Exercise brief >>
For the records below, tally the lines that contain "sell" and give only that number.

Information provided >>
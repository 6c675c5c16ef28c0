use eframe::egui::{
    CentralPanel, Context, Frame, Grid, RichText, ScrollArea, SidePanel, TopBottomPanel, Ui,
};

use crate::data::backend_api::{AiAnalysis, display_value};
use crate::data::price_stream::ConnectionStatus;
use crate::engine::SessionStatus;
use crate::models::{Analysis, AnalysisResult, Forecast};
use crate::ui::config::{UI_CONFIG, UI_TEXT};
use crate::ui::styles::UiStyleExt;
use crate::ui::ui_panels::{
    Panel, PortfolioEvent, PortfolioPanel, SettingsEvent, SettingsPanel, SymbolEvent, SymbolPanel,
};
use crate::ui::ui_plot_view::PlotView;
use crate::ui::utils::{
    colored_heading, colored_subsection_heading, format_optional, format_price, section_heading,
    signed_color, spaced_separator,
};

use super::app::PulseDashApp;

/// One-line description of a session status for the status bar.
pub fn status_text(symbol: &str, status: &SessionStatus) -> String {
    match status {
        SessionStatus::Loading { interval } => format!("Loading {} ({})…", symbol, interval),
        SessionStatus::Loaded { provider, candles } => {
            format!("{}: {} candles from {}", symbol, candles, provider)
        }
        SessionStatus::NoData => format!("{}: {}", symbol, UI_TEXT.no_data),
        SessionStatus::LiveRequested => "Live updates on".to_string(),
        SessionStatus::LiveUnavailable => "Live updates unavailable".to_string(),
    }
}

/// Status bar text for the open trade stream.
pub fn feed_status_text(status: ConnectionStatus) -> &'static str {
    match status {
        ConnectionStatus::Connecting => "Live feed connecting…",
        ConnectionStatus::Connected => "Live updates on",
        ConnectionStatus::Disconnected => "Live feed reconnecting…",
        ConnectionStatus::Stopped => "Live feed stopped",
    }
}

/// Percent change from `from` to `to`; `None` when `from` is zero.
pub fn pct_change(from: f64, to: f64) -> Option<f64> {
    (from != 0.0).then(|| (to - from) / from * 100.0)
}

impl PulseDashApp {
    pub(super) fn render_top_panel(&mut self, ctx: &Context) {
        TopBottomPanel::top("overview_panel").show(ctx, |ui| {
            ui.horizontal(|ui| {
                ui.heading(colored_heading(UI_TEXT.app_title));
                ui.separator();
                ui.label_subdued(UI_TEXT.overview_heading);
                for entry in &self.overview {
                    ui.separator();
                    ui.label(RichText::new(entry.symbol.as_str()).strong());
                    match &entry.quote {
                        Some(quote) => {
                            ui.label(RichText::new(format_price(quote.price)).monospace());
                            ui.label(
                                RichText::new(format!("{}%", format_optional(quote.change_24h, 2)))
                                    .color(signed_color(quote.change_24h)),
                            );
                        }
                        None => ui.label_subdued(UI_TEXT.placeholder),
                    }
                }
            });
        });
    }

    pub(super) fn render_side_panel(&mut self, ctx: &Context) {
        let side_panel_frame = Frame::new().fill(UI_CONFIG.colors.side_panel);
        SidePanel::left("left_panel")
            .min_width(UI_CONFIG.side_panel_min_width)
            .frame(side_panel_frame)
            .show(ctx, |ui| {
                ScrollArea::vertical().id_salt("side_scroll").show(ui, |ui| {
                    let symbol_events = SymbolPanel::new(
                        &self.settings.favorites,
                        &self.prefs.symbol,
                        self.prefs.interval,
                        &mut self.custom_symbol,
                    )
                    .render(ui);

                    spaced_separator(ui);
                    let settings_events = SettingsPanel::new(
                        &mut self.backend_input,
                        &mut self.favorites_input,
                        &mut self.favorites_error,
                        self.tracked.as_ref(),
                        &self.prefs.symbol,
                    )
                    .render(ui);

                    let valuation = self.portfolio_valuation();
                    let portfolio_events =
                        PortfolioPanel::new(&valuation, &mut self.holding_draft).render(ui);

                    for event in symbol_events {
                        match event {
                            SymbolEvent::Select(symbol) => self.select_symbol(symbol),
                            SymbolEvent::Interval(interval) => self.select_interval(interval),
                            SymbolEvent::Refresh => self.refresh_all(),
                        }
                    }
                    for event in settings_events {
                        match event {
                            SettingsEvent::BackendUrl(url) => self.set_backend_url(url),
                            SettingsEvent::Favorites(list) => self.set_favorites(list),
                            SettingsEvent::Track(symbol) => self.set_tracked(symbol, true),
                            SettingsEvent::Untrack(symbol) => self.set_tracked(symbol, false),
                        }
                    }
                    for event in portfolio_events {
                        match event {
                            PortfolioEvent::Add(holding) => self.settings.holdings.push(holding),
                            PortfolioEvent::Remove(index) => {
                                if index < self.settings.holdings.len() {
                                    self.settings.holdings.remove(index);
                                }
                            }
                        }
                    }
                });
            });
    }

    pub(super) fn render_status_panel(&mut self, ctx: &Context) {
        TopBottomPanel::bottom("status_panel").show(ctx, |ui| {
            ui.horizontal(|ui| {
                match &self.data_status {
                    Some(status @ SessionStatus::NoData) => {
                        ui.label_error(status_text(&self.prefs.symbol, status))
                    }
                    Some(status) => ui.label_subdued(status_text(&self.prefs.symbol, status)),
                    None => ui.label_subdued(UI_TEXT.loading),
                }
                match (self.feed_status, &self.live_status) {
                    (Some(ConnectionStatus::Stopped), _) => {
                        ui.separator();
                        ui.label_warning(feed_status_text(ConnectionStatus::Stopped));
                    }
                    (Some(feed), _) => {
                        ui.separator();
                        ui.label_subdued(feed_status_text(feed));
                    }
                    (None, Some(status)) => {
                        ui.separator();
                        ui.label_subdued(status_text(&self.prefs.symbol, status));
                    }
                    (None, None) => {}
                }
                ui.separator();
                ui.label_subdued(format!("Backend: {}", self.settings.backend_url));
            });
        });
    }

    pub(super) fn render_central_panel(&mut self, ctx: &Context) {
        let central_panel_frame = Frame::new().fill(UI_CONFIG.colors.central_panel);
        CentralPanel::default()
            .frame(central_panel_frame)
            .show(ctx, |ui| match self.analysis.as_deref() {
                None => {
                    ui.label_subdued(UI_TEXT.loading);
                }
                Some(AnalysisResult::NoData {
                    symbol, attempts, ..
                }) => {
                    section_heading(ui, symbol);
                    ui.label_error(UI_TEXT.no_data);
                    for attempt in attempts {
                        ui.label_subdued(attempt.to_string());
                    }
                }
                Some(AnalysisResult::Ready(analysis)) => {
                    ScrollArea::vertical().id_salt("central_scroll").show(ui, |ui| {
                        self.render_analysis(ui, analysis);
                    });
                }
            });
    }

    fn render_analysis(&self, ui: &mut Ui, analysis: &Analysis) {
        let price = self.live_price.unwrap_or(analysis.latest_price);
        ui.horizontal(|ui| {
            ui.heading(colored_heading(&analysis.symbol));
            ui.label(RichText::new(format_price(price)).heading().monospace());
            ui.label_subdued(format!("{} · {}", analysis.interval, analysis.source));
            if analysis.is_coarser_than_requested() {
                if let Some(step) = analysis.source_step_ms {
                    ui.label_warning(format!(
                        "source candles every {}",
                        format_step(step)
                    ));
                }
            }
        });

        self.plot_view
            .show_price_plot(ui, analysis, &self.series, self.live_price);

        ui.columns(2, |columns| {
            render_indicators(&mut columns[0], analysis);
            render_narrative(&mut columns[1], analysis, price);
            self.render_remote_forecast(&mut columns[1], price);
        });

        ui.label(colored_subsection_heading("RSI"));
        self.plot_view.show_rsi_plot(ui, analysis);
        ui.label(colored_subsection_heading("MACD"));
        self.plot_view.show_macd_plot(ui, analysis);

        spaced_separator(ui);
        self.render_ai(ui);
    }

    fn render_remote_forecast(&self, ui: &mut Ui, price: f64) {
        match &self.remote_forecast {
            Some((_, Ok(remote))) => {
                let change = pct_change(price, remote.predicted);
                ui.metric(
                    UI_TEXT.remote_forecast_label,
                    &format_price(remote.predicted),
                    signed_color(change),
                );
            }
            Some((_, Err(_))) | None => {
                ui.metric(
                    UI_TEXT.remote_forecast_label,
                    UI_TEXT.placeholder,
                    UI_CONFIG.colors.label,
                );
            }
        }
    }

    fn render_ai(&self, ui: &mut Ui) {
        ui.label(colored_subsection_heading(UI_TEXT.ai_heading));
        match &self.ai {
            None => ui.label_subdued(UI_TEXT.loading),
            Some((_, Err(message))) => ui.label_warning(message.as_str()),
            Some((_, Ok(ai))) => render_ai_fields(ui, ai, &self.plot_view),
        }
    }
}

fn render_indicators(ui: &mut Ui, analysis: &Analysis) {
    let s = &analysis.snapshot;
    ui.label(colored_subsection_heading(UI_TEXT.indicators_heading));
    Grid::new("indicator_grid")
        .num_columns(2)
        .striped(true)
        .show(ui, |ui| {
            let rows = [
                ("RSI", format_optional(s.rsi, 2)),
                ("EMA", format_optional(s.ema, 4)),
                ("SMA", format_optional(s.sma, 4)),
                ("MACD", format_optional(s.macd_line, 4)),
                ("Signal", format_optional(s.macd_signal, 4)),
                ("Histogram", format_optional(s.macd_histogram, 4)),
                ("ATR", format_optional(s.atr, 4)),
            ];
            for (name, value) in rows {
                ui.label_subdued(name);
                ui.label(RichText::new(value).monospace());
                ui.end_row();
            }
        });
}

fn render_narrative(ui: &mut Ui, analysis: &Analysis, price: f64) {
    ui.label(colored_subsection_heading(UI_TEXT.narrative_heading));
    ui.label(analysis.narrative.summary.as_str());
    if let Some((buy, sell)) = analysis.narrative.band {
        ui.metric("Buy near", &format_price(buy), UI_CONFIG.colors.bullish);
        ui.metric("Sell near", &format_price(sell), UI_CONFIG.colors.bearish);
    }

    ui.add_space(6.0);
    ui.label(colored_subsection_heading(UI_TEXT.forecast_heading));
    match analysis.forecast {
        Forecast::Available(fit) => {
            let change = pct_change(price, fit.price);
            ui.metric("Predicted", &format_price(fit.price), signed_color(change));
            ui.metric(
                "Change",
                &format!("{}%", format_optional(change, 2)),
                signed_color(change),
            );
            ui.label_subdued(format!("R² {:.3} over {} closes", fit.r_squared, fit.window_len));
        }
        Forecast::Unavailable => ui.label_subdued(UI_TEXT.placeholder),
    }
}

/// Compact duration for a candle spacing ("4h", "1d", "15m").
pub fn format_step(step_ms: i64) -> String {
    const MIN: i64 = 60_000;
    match step_ms {
        s if s % (24 * 60 * MIN) == 0 => format!("{}d", s / (24 * 60 * MIN)),
        s if s % (60 * MIN) == 0 => format!("{}h", s / (60 * MIN)),
        s if s % MIN == 0 => format!("{}m", s / MIN),
        s => format!("{}ms", s),
    }
}

fn render_ai_fields(ui: &mut Ui, ai: &AiAnalysis, plot_view: &PlotView) {
    let index = ai.index_or_neutral();
    let index_color = signed_color(Some(index - AiAnalysis::NEUTRAL_INDEX));
    ui.metric("Index", &format!("{:.0}", index), index_color);
    Grid::new("ai_grid").num_columns(2).show(ui, |ui| {
        let text = |v: &Option<String>| v.clone().unwrap_or_else(|| UI_TEXT.placeholder.into());
        let rows = [
            ("Sentiment", text(&ai.sentiment)),
            ("Technical", text(&ai.technical)),
            ("Fair value", display_value(ai.fair_value.as_ref())),
            ("Zones", display_value(ai.zones.as_ref())),
            ("Risk", text(&ai.risk)),
            ("Confidence", format_optional(ai.confidence, 0)),
        ];
        for (name, value) in rows {
            ui.label_subdued(name);
            ui.label(value);
            ui.end_row();
        }
    });
    if !ai.historical.is_empty() {
        ui.label_subdued(UI_TEXT.ai_history_label);
        plot_view.show_sparkline(ui, "ai_history", &ai.historical);
    }
}

#[cfg(test)]
mod tests {
    use super::*;
    use crate::data::ProviderId;
    use crate::domain::Interval;

    #[test]
    fn status_lines() {
        assert_eq!(
            status_text(
                "BTCUSDT",
                &SessionStatus::Loaded {
                    provider: ProviderId::PublicMarketApi,
                    candles: 500
                }
            ),
            "BTCUSDT: 500 candles from market-data API"
        );
        assert_eq!(
            status_text(
                "ETHUSDT",
                &SessionStatus::Loading {
                    interval: Interval::FourHours
                }
            ),
            "Loading ETHUSDT (4h)…"
        );
        assert_eq!(
            status_text("XYZ", &SessionStatus::NoData),
            "XYZ: No data available"
        );
    }

    #[test]
    fn feed_states_read_plainly() {
        assert_eq!(feed_status_text(ConnectionStatus::Connected), "Live updates on");
        assert_eq!(feed_status_text(ConnectionStatus::Stopped), "Live feed stopped");
    }

    #[test]
    fn steps_print_in_the_largest_whole_unit() {
        assert_eq!(format_step(4 * 3_600_000), "4h");
        assert_eq!(format_step(86_400_000), "1d");
        assert_eq!(format_step(15 * 60_000), "15m");
    }

    #[test]
    fn pct_change_guards_zero() {
        assert_eq!(pct_change(100.0, 110.0), Some(10.0));
        assert_eq!(pct_change(0.0, 5.0), None);
    }
}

Solution for this task >>
2